Le Sri Lanka vote pour élire son nouveau président dans l’ombre de l’attaque du dimanche de Pâques

Le Sri Lanka vote pour élire son nouveau président dans l’ombre de l’attaque du dimanche de Pâques

Les Sri Lankais se rendent aux urnes pour choisir leur nouveau président, sept mois après l’attaque terroriste qui a fait plus de 250 morts.

Au total, 35 candidats se disputent les suffrages à l’élection présidentielle, la troisième depuis la fin de la guerre civile qui a duré plusieurs décennies dans le pays en 2009.

Le président actuel ne figure toutefois pas sur la liste des candidats.

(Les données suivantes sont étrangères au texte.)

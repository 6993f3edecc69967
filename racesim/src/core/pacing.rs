use rand::rngs::StdRng;
use rand::SeedableRng;
use rand_distr::{Distribution, Normal};
use serde::{Deserialize, Serialize};

/// One increment produced by a pacing strategy.
/// * `delta` - Progress gained in this step
/// * `duration_s` - (s) Race time consumed by this step
#[derive(Debug, Clone, Copy, PartialEq)]
pub struct PaceStep {
    pub delta: f64,
    pub duration_s: f64,
}

impl PaceStep {
    pub fn new(delta: f64, duration_s: f64) -> PaceStep {
        PaceStep { delta, duration_s }
    }
}

#[derive(Debug, Clone, PartialEq, thiserror::Error)]
pub enum PacingError {
    #[error("pacing script exhausted after {0} steps")]
    Exhausted(usize),
    #[error("invalid pacing parameters: {0}")]
    InvalidPars(String),
}

/// A PacingStrategy decides how far and how long a racer moves in each step. Implementations
/// may be randomized but must be deterministic for a given seed.
pub trait PacingStrategy: Send {
    fn next_step(&mut self, step_no: u32, progress: f64) -> Result<PaceStep, PacingError>;
}

impl<F> PacingStrategy for F
where
    F: FnMut(u32, f64) -> Result<PaceStep, PacingError> + Send,
{
    fn next_step(&mut self, step_no: u32, progress: f64) -> Result<PaceStep, PacingError> {
        self(step_no, progress)
    }
}

/// Pacing parameters as given in the parameter file.
#[derive(Debug, Deserialize, Serialize, Clone, PartialEq)]
#[serde(tag = "kind", rename_all = "snake_case")]
pub enum PacingPars {
    /// * `mean_delta`, `std_delta` - Normal distribution of the progress increment
    /// * `min_delta`, `max_delta` - Bounds the drawn increment is clamped to
    /// * `step_s` - (s) Race time per step
    Random {
        mean_delta: f64,
        std_delta: f64,
        #[serde(default = "default_min_delta")]
        min_delta: f64,
        #[serde(default = "default_max_delta")]
        max_delta: f64,
        #[serde(default = "default_step_s")]
        step_s: f64,
    },
    Constant {
        delta: f64,
        #[serde(default = "default_step_s")]
        step_s: f64,
    },
    /// * `steps` - List of [delta, duration_s] pairs, the racer stalls once it is used up
    Scripted { steps: Vec<[f64; 2]> },
}

fn default_min_delta() -> f64 {
    1.0
}

fn default_max_delta() -> f64 {
    10.0
}

fn default_step_s() -> f64 {
    0.1
}

impl PacingPars {
    /// build creates the pacing strategy described by the parameters. The seed is only used by
    /// randomized strategies.
    pub fn build(&self, seed: u64) -> Result<Box<dyn PacingStrategy>, PacingError> {
        Ok(match self {
            PacingPars::Random {
                mean_delta,
                std_delta,
                min_delta,
                max_delta,
                step_s,
            } => Box::new(RandomPacing::new(
                *mean_delta,
                *std_delta,
                [*min_delta, *max_delta],
                *step_s,
                seed,
            )?),
            PacingPars::Constant { delta, step_s } => {
                Box::new(ConstantPacing::new(*delta, *step_s))
            }
            PacingPars::Scripted { steps } => Box::new(ScriptedPacing::new(
                steps.iter().map(|s| PaceStep::new(s[0], s[1])).collect(),
            )),
        })
    }
}

/// RandomPacing draws every increment from a normal distribution using a seeded RNG.
#[derive(Debug, Clone)]
pub struct RandomPacing {
    rng: StdRng,
    normal: Normal<f64>,
    bounds: [f64; 2],
    step_s: f64,
}

impl RandomPacing {
    pub fn new(
        mean_delta: f64,
        std_delta: f64,
        bounds: [f64; 2],
        step_s: f64,
        seed: u64,
    ) -> Result<RandomPacing, PacingError> {
        if !(std_delta.is_finite() && std_delta >= 0.0) {
            return Err(PacingError::InvalidPars(format!(
                "standard deviation must be finite and >= 0, got {}",
                std_delta
            )));
        }
        let normal = Normal::new(mean_delta, std_delta)
            .map_err(|e| PacingError::InvalidPars(format!("{:?}", e)))?;

        if !(bounds[0] <= bounds[1]) {
            return Err(PacingError::InvalidPars(format!(
                "increment bounds [{}, {}] are not ordered",
                bounds[0], bounds[1]
            )));
        }

        Ok(RandomPacing {
            rng: StdRng::seed_from_u64(seed),
            normal,
            bounds,
            step_s,
        })
    }
}

impl PacingStrategy for RandomPacing {
    fn next_step(&mut self, _step_no: u32, _progress: f64) -> Result<PaceStep, PacingError> {
        let delta = self
            .normal
            .sample(&mut self.rng)
            .clamp(self.bounds[0], self.bounds[1]);
        Ok(PaceStep::new(delta, self.step_s))
    }
}

#[derive(Debug, Clone)]
pub struct ConstantPacing {
    step: PaceStep,
}

impl ConstantPacing {
    pub fn new(delta: f64, step_s: f64) -> ConstantPacing {
        ConstantPacing {
            step: PaceStep::new(delta, step_s),
        }
    }
}

impl PacingStrategy for ConstantPacing {
    fn next_step(&mut self, _step_no: u32, _progress: f64) -> Result<PaceStep, PacingError> {
        Ok(self.step)
    }
}

/// ScriptedPacing replays a fixed list of steps and fails afterwards.
#[derive(Debug, Clone)]
pub struct ScriptedPacing {
    steps: Vec<PaceStep>,
}

impl ScriptedPacing {
    pub fn new(steps: Vec<PaceStep>) -> ScriptedPacing {
        ScriptedPacing { steps }
    }

    /// repeat builds a script of `n` identical steps.
    pub fn repeat(delta: f64, duration_s: f64, n: usize) -> ScriptedPacing {
        ScriptedPacing::new(vec![PaceStep::new(delta, duration_s); n])
    }
}

impl PacingStrategy for ScriptedPacing {
    fn next_step(&mut self, step_no: u32, _progress: f64) -> Result<PaceStep, PacingError> {
        self.steps
            .get(step_no as usize)
            .copied()
            .ok_or(PacingError::Exhausted(self.steps.len()))
    }
}

#[cfg(test)]
mod tests {
    use super::*;

    fn draw(pacing: &mut dyn PacingStrategy, n: u32) -> Vec<f64> {
        (0..n)
            .map(|i| pacing.next_step(i, 0.0).unwrap().delta)
            .collect()
    }

    #[test]
    fn random_pacing_is_deterministic_per_seed() {
        let mut a = RandomPacing::new(5.0, 2.0, [1.0, 10.0], 0.1, 42).unwrap();
        let mut b = RandomPacing::new(5.0, 2.0, [1.0, 10.0], 0.1, 42).unwrap();
        let mut c = RandomPacing::new(5.0, 2.0, [1.0, 10.0], 0.1, 43).unwrap();

        let draws_a = draw(&mut a, 50);
        assert_eq!(draws_a, draw(&mut b, 50));
        assert_ne!(draws_a, draw(&mut c, 50));
        assert!(draws_a.iter().all(|d| (1.0..=10.0).contains(d)));
    }

    #[test]
    fn random_pacing_rejects_bad_pars() {
        assert!(RandomPacing::new(5.0, -1.0, [1.0, 10.0], 0.1, 0).is_err());
        assert!(RandomPacing::new(5.0, f64::INFINITY, [1.0, 10.0], 0.1, 0).is_err());
        assert!(matches!(
            RandomPacing::new(5.0, -0.5, [1.0, 10.0], 0.1, 0),
            Err(PacingError::InvalidPars(msg)) if msg.contains("-0.5")
        ));
        assert!(RandomPacing::new(5.0, 0.0, [1.0, 10.0], 0.1, 0).is_ok());
        assert!(RandomPacing::new(5.0, 1.0, [10.0, 1.0], 0.1, 0).is_err());
    }

    #[test]
    fn scripted_pacing_runs_out() {
        let mut pacing = ScriptedPacing::repeat(20.0, 1.0, 2);
        assert_eq!(pacing.next_step(0, 0.0), Ok(PaceStep::new(20.0, 1.0)));
        assert_eq!(pacing.next_step(1, 20.0), Ok(PaceStep::new(20.0, 1.0)));
        assert_eq!(pacing.next_step(2, 40.0), Err(PacingError::Exhausted(2)));
    }

    #[test]
    fn pacing_pars_from_json() {
        let pars: PacingPars =
            serde_json::from_str(r#"{"kind": "random", "mean_delta": 4.0, "std_delta": 1.5}"#)
                .unwrap();
        assert_eq!(
            pars,
            PacingPars::Random {
                mean_delta: 4.0,
                std_delta: 1.5,
                min_delta: 1.0,
                max_delta: 10.0,
                step_s: 0.1,
            }
        );
        assert!(pars.build(7).is_ok());

        let pars: PacingPars =
            serde_json::from_str(r#"{"kind": "scripted", "steps": [[10.0, 1.0]]}"#).unwrap();
        let mut pacing = pars.build(0).unwrap();
        assert_eq!(pacing.next_step(0, 0.0), Ok(PaceStep::new(10.0, 1.0)));
    }
}
use std::cmp::Ordering;
use std::error::Error;
use std::fmt;

/// InputValueError is used if some simulation option or parameter does not fulfill the posed
/// requirements, e.g., a race with the wrong number of racers.
#[derive(Debug, Clone)]
pub struct InputValueError {
    pub msg: String,
}

impl InputValueError {
    pub fn new(msg: impl Into<String>) -> InputValueError {
        InputValueError { msg: msg.into() }
    }
}

impl fmt::Display for InputValueError {
    fn fmt(&self, f: &mut fmt::Formatter) -> fmt::Result {
        write!(f, "Invalid input value: {}", self.msg)
    }
}

impl Error for InputValueError {}

#[derive(Debug, Clone, Copy)]
pub enum SortOrder {
    Ascending,
    Descending,
}

/// argsort returns the indices that would sort an array. The sort is stable, i.e. indices of
/// equal (or incomparable) values keep their original relative order.
pub fn argsort<T: PartialOrd>(x: &[T], order: SortOrder) -> Vec<usize> {
    let mut indices: Vec<usize> = (0..x.len()).collect();
    let cmp = |a: &T, b: &T| a.partial_cmp(b).unwrap_or(Ordering::Equal);
    match order {
        SortOrder::Ascending => indices.sort_by(|&a, &b| cmp(&x[a], &x[b])),
        SortOrder::Descending => indices.sort_by(|&a, &b| cmp(&x[b], &x[a])),
    }
    indices
}
use anyhow::Context;
use clap::Parser;
use log::{info, warn};
use racesim::core::handle_race::handle_race;
use racesim::interfaces::broadcaster::{ChannelBroadcaster, WriterBroadcaster};
use racesim::interfaces::messages::RaceMessage;
use racesim::post::race_result::RaceOutcome;
use racesim::post::race_results::RaceResults;
use racesim::pre::environment::{Environment, RACE_PATH};
use racesim::pre::read_sim_pars::{read_sim_pars, SimPars};
use racesim::pre::sim_opts::SimOpts;
use rayon::prelude::*;
use std::collections::HashMap;
use std::io::Write;
use std::path::PathBuf;
use std::sync::Arc;
use std::thread;
use std::time::Instant;

const PROGRESS_BAR_WIDTH: usize = 40;

fn init_logging(debug: bool) {
    let level = if debug {
        log::LevelFilter::Debug
    } else {
        log::LevelFilter::Info
    };
    env_logger::Builder::new()
        .filter_level(level)
        .parse_default_env()
        .format_timestamp_millis()
        .init();
}

/// render_progress draws one progress bar line per racer.
fn render_progress(racer: &str, progress: f64, finish_line: f64, finished: bool) -> String {
    let filled = ((progress / finish_line).clamp(0.0, 1.0) * PROGRESS_BAR_WIDTH as f64) as usize;
    format!(
        "{:<20} [{}{}] {:5.1}{}",
        racer,
        "#".repeat(filled),
        ".".repeat(PROGRESS_BAR_WIDTH - filled),
        progress,
        if finished { " FINISHED" } else { "" }
    )
}

fn run_batch(
    sim_opts: &SimOpts,
    sim_pars: &SimPars,
    environment: &Environment,
    results: &Arc<RaceResults>,
    seed: u64,
) -> anyhow::Result<()> {
    info!(
        "Running {} race(s) in parallel without live view...",
        sim_opts.no_sim_runs
    );
    let t_start = Instant::now();

    let outcomes: Vec<anyhow::Result<Arc<RaceOutcome>>> = (0..sim_opts.no_sim_runs)
        .into_par_iter()
        .map(|run| {
            let writer: Box<dyn Write + Send> = if sim_opts.json {
                Box::new(std::io::stdout())
            } else {
                Box::new(std::io::sink())
            };
            handle_race(
                sim_pars,
                sim_opts.realtime_factor,
                seed.wrapping_add(run as u64 * 100),
                environment.clone(),
                WriterBroadcaster::new(writer),
                Arc::clone(results),
            )
            .with_context(|| format!("Race run {} failed!", run))
        })
        .collect();

    info!("Execution time: {}ms", t_start.elapsed().as_millis());

    if !sim_opts.json {
        for outcome in outcomes.iter().flatten() {
            outcome.print_finish_order()?;
        }
    }
    // report the first failure after all races are done
    for outcome in outcomes {
        outcome?;
    }
    Ok(())
}

fn run_watch(
    sim_opts: &SimOpts,
    sim_pars: &SimPars,
    environment: &Environment,
    results: &Arc<RaceResults>,
    seed: u64,
) -> anyhow::Result<()> {
    info!("Starting live race...");

    // create channel between the race and the observer
    let (tx, rx) = flume::unbounded();

    // run the race in a separate thread, the observer stays on the main thread
    let sim_pars_thread = sim_pars.clone();
    let environment_thread = environment.clone();
    let results_thread = Arc::clone(results);
    let realtime_factor = sim_opts.realtime_factor;

    let race_thread = thread::spawn(move || {
        handle_race(
            &sim_pars_thread,
            realtime_factor,
            seed,
            environment_thread,
            ChannelBroadcaster::new(tx),
            results_thread,
        )
    });

    let finish_line = sim_pars.race_pars.finish_line;
    let mut standings: Vec<(String, f64, bool)> = Vec::new();

    for msg in rx.iter() {
        match msg {
            RaceMessage::Progress {
                racer,
                progress,
                finished,
            } => {
                let name = racer.to_string();
                match standings.iter_mut().find(|s| s.0 == name) {
                    Some(standing) => *standing = (name, progress, finished),
                    None => standings.push((name, progress, finished)),
                }
                let lines: Vec<String> = standings
                    .iter()
                    .map(|(name, progress, finished)| {
                        render_progress(name, *progress, finish_line, *finished)
                    })
                    .collect();
                println!("{}\n", lines.join("\n"));
            }
            RaceMessage::Final { finish_order } => {
                println!("RESULT: Finish order");
                for entry in finish_order.iter() {
                    match entry.time_s {
                        Some(t) => println!("{:3}. {} ({:.3}s)", entry.rank, entry.racer, t),
                        None => println!("{:3}. {} (DNF)", entry.rank, entry.racer),
                    }
                }
            }
        }
    }

    let outcome = race_thread
        .join()
        .map_err(|_| anyhow::anyhow!("Race thread panicked!"))?
        .context("Live race failed!")?;
    info!(
        "Race {} won by {}",
        outcome.race_no,
        outcome
            .winner()
            .map(|w| w.to_string())
            .unwrap_or_else(|| "nobody".to_owned())
    );
    Ok(())
}

fn main() -> anyhow::Result<()> {
    // PRE-PROCESSING ------------------------------------------------------------------------------
    // get simulation options from the command line arguments
    let sim_opts: SimOpts = SimOpts::parse();
    init_logging(sim_opts.debug);

    // get simulation parameters
    let sim_pars = if let Some(parfile_path) = &sim_opts.parfile_path {
        info!("Reading simulation parameters from {:?}", parfile_path);
        read_sim_pars(parfile_path)?
    } else {
        info!("No parameter file provided, using the default roster");
        SimPars::default()
    };

    let headers: HashMap<String, String> =
        [("host".to_owned(), sim_opts.host.to_owned())].into_iter().collect();
    let environment = Environment::from_headers(&headers, RACE_PATH)
        .context("Could not determine race environment!")?;
    let seed = sim_opts.seed_or_random();

    info!(
        "Racing {} racers to {} for {} with seed {}",
        sim_pars.racer_pars_all.len(),
        sim_pars.race_pars.finish_line,
        environment.base_url(),
        seed
    );

    // EXECUTION -----------------------------------------------------------------------------------
    let results = Arc::new(RaceResults::new());

    if !sim_opts.watch {
        run_batch(&sim_opts, &sim_pars, &environment, &results, seed)?;
    } else {
        run_watch(&sim_opts, &sim_pars, &environment, &results, seed)?;
    }

    // POST-PROCESSING -----------------------------------------------------------------------------
    info!("{} race(s) recorded", results.len());
    let out_path = sim_opts
        .output
        .clone()
        .unwrap_or_else(|| PathBuf::from("output").join("race_results.csv"));
    match results.write_csv(&out_path) {
        Ok(no_rows) => info!("Results written to {} ({} rows)", out_path.display(), no_rows),
        Err(e) => warn!("Could not write results to {}: {}", out_path.display(), e),
    }

    Ok(())
}

#[cfg(test)]
mod tests {
    use super::*;

    #[test]
    fn progress_bar_scales_with_finish_line() {
        let line = render_progress("Racer1", 50.0, 100.0, false);
        assert!(line.contains(&format!("[{}{}]", "#".repeat(20), ".".repeat(20))));
        assert!(line.ends_with(" 50.0"));

        let line = render_progress("Racer2", 120.0, 100.0, true);
        assert!(line.contains(&"#".repeat(PROGRESS_BAR_WIDTH)));
        assert!(line.ends_with("FINISHED"));
    }
}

Maithripala Sirisena a décidé de ne pas se présenter après avoir été critiqué à la suite des attentats à la bombe du dimanche de Pâques par des militants de l’État islamique, qui a visé des églises et des hôtels haut de gamme et a fait au moins 253 morts.

Le gouvernement avait été contraint d’admettre par la suite qu’il avait subi une “grave défaillance des services de renseignement”. Le secrétaire à la Défense a révélé qu’un avertissement des services de renseignement indiens publié au début du mois concernant des attentats planifiés n’avait pas été correctement communiqué aux autorités.

Juste avant le début du scrutin, des informations font état d’actes de violence dans le nord-ouest du pays. Des hommes armés ont ouvert le feu sur un convoi d’autobus transportant des électeurs musulmans, mais la police a déclaré qu’il n’y avait pas eu de victimes.

Qui pourrait être le prochain président du Sri Lanka ?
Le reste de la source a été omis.